Records from a dataset:

++++

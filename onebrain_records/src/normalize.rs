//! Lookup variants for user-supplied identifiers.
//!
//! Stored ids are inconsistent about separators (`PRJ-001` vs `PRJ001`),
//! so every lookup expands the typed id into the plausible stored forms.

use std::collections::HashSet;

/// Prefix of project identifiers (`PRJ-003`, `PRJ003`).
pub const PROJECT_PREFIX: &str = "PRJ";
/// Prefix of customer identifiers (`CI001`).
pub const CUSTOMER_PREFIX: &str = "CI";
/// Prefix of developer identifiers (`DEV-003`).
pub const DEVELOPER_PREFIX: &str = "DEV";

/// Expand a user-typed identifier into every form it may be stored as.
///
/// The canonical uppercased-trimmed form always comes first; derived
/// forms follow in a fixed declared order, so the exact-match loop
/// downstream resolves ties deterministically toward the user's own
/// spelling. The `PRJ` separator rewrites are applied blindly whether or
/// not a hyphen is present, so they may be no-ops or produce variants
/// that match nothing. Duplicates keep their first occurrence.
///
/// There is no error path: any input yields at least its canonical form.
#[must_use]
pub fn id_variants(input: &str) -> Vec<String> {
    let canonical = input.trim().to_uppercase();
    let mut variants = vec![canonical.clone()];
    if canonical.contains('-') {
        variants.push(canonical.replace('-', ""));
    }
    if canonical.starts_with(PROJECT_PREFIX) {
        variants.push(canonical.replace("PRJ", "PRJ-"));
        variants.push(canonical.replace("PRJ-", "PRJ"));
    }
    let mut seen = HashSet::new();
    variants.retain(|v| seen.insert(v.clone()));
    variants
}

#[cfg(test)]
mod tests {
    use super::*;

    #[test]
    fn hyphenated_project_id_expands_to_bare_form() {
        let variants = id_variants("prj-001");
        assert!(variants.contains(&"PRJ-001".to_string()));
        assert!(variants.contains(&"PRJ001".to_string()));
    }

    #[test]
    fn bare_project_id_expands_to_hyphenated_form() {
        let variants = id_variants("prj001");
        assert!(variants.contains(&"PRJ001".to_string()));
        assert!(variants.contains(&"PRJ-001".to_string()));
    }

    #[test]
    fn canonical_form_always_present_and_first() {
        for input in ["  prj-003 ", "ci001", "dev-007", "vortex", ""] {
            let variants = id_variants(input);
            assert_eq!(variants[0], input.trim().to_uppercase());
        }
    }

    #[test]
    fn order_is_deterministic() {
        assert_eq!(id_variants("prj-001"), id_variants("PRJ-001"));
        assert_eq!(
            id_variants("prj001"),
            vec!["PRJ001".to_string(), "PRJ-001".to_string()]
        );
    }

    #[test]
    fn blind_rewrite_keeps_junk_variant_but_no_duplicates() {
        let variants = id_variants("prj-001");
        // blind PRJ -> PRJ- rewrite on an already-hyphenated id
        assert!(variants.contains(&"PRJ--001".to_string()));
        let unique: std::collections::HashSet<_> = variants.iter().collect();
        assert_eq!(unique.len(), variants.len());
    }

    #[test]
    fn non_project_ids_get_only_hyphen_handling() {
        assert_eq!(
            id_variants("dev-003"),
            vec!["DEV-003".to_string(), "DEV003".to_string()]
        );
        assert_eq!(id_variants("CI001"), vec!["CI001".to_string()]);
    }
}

++++

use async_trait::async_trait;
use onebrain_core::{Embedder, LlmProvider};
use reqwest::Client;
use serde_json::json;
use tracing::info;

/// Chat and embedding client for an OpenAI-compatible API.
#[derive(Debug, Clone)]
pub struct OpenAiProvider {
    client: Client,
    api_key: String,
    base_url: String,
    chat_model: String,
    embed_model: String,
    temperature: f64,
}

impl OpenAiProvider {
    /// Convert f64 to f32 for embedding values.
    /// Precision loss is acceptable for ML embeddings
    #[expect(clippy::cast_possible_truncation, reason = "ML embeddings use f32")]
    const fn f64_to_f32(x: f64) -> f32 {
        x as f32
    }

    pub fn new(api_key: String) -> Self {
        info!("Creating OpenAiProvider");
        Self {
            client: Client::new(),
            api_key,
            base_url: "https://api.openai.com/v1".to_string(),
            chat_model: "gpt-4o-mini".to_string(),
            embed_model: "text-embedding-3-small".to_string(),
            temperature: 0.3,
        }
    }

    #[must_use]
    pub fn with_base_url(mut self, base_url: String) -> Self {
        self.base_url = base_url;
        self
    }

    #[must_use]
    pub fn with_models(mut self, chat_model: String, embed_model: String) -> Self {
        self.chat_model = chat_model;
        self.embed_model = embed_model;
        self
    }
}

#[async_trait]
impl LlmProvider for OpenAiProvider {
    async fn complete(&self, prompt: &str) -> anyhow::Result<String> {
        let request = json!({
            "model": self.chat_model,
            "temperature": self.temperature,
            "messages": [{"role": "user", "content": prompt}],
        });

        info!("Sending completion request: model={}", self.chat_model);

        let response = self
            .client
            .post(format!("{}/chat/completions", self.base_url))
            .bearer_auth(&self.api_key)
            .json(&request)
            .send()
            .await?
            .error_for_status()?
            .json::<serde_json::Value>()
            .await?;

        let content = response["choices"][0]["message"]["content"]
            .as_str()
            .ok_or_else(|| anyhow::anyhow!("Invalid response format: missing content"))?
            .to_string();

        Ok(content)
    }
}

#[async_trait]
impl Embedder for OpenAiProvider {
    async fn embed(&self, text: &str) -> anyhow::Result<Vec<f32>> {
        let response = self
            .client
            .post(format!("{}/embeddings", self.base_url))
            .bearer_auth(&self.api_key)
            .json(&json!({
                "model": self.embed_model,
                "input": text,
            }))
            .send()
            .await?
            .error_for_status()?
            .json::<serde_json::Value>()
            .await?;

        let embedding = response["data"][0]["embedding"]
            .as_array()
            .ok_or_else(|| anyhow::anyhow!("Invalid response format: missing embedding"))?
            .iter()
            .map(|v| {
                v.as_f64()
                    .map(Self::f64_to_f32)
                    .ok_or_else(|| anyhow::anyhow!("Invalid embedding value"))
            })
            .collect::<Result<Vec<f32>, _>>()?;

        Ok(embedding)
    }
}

++++

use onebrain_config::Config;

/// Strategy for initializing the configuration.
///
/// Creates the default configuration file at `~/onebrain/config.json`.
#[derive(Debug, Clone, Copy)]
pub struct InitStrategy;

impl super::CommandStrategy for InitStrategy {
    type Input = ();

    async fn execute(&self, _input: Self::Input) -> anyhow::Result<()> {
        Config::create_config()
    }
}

++++

WORK TO COMPLETE: Output the lines above exactly, but only those between the line holding "filename onebrain_records/src/normalize.rs" and the line holding "Prefix of customer", inclusive.

ANSWER TO THIS TASK:
filename onebrain_records/src/normalize.rs
//! Lookup variants for user-supplied identifiers.
//!
//! Stored ids are inconsistent about separators (`PRJ-001` vs `PRJ001`),
//! so every lookup expands the typed id into the plausible stored forms.

use std::collections::HashSet;

/// Prefix of project identifiers (`PRJ-003`, `PRJ003`).
pub const PROJECT_PREFIX: &str = "PRJ";
/// Prefix of customer identifiers (`CI001`).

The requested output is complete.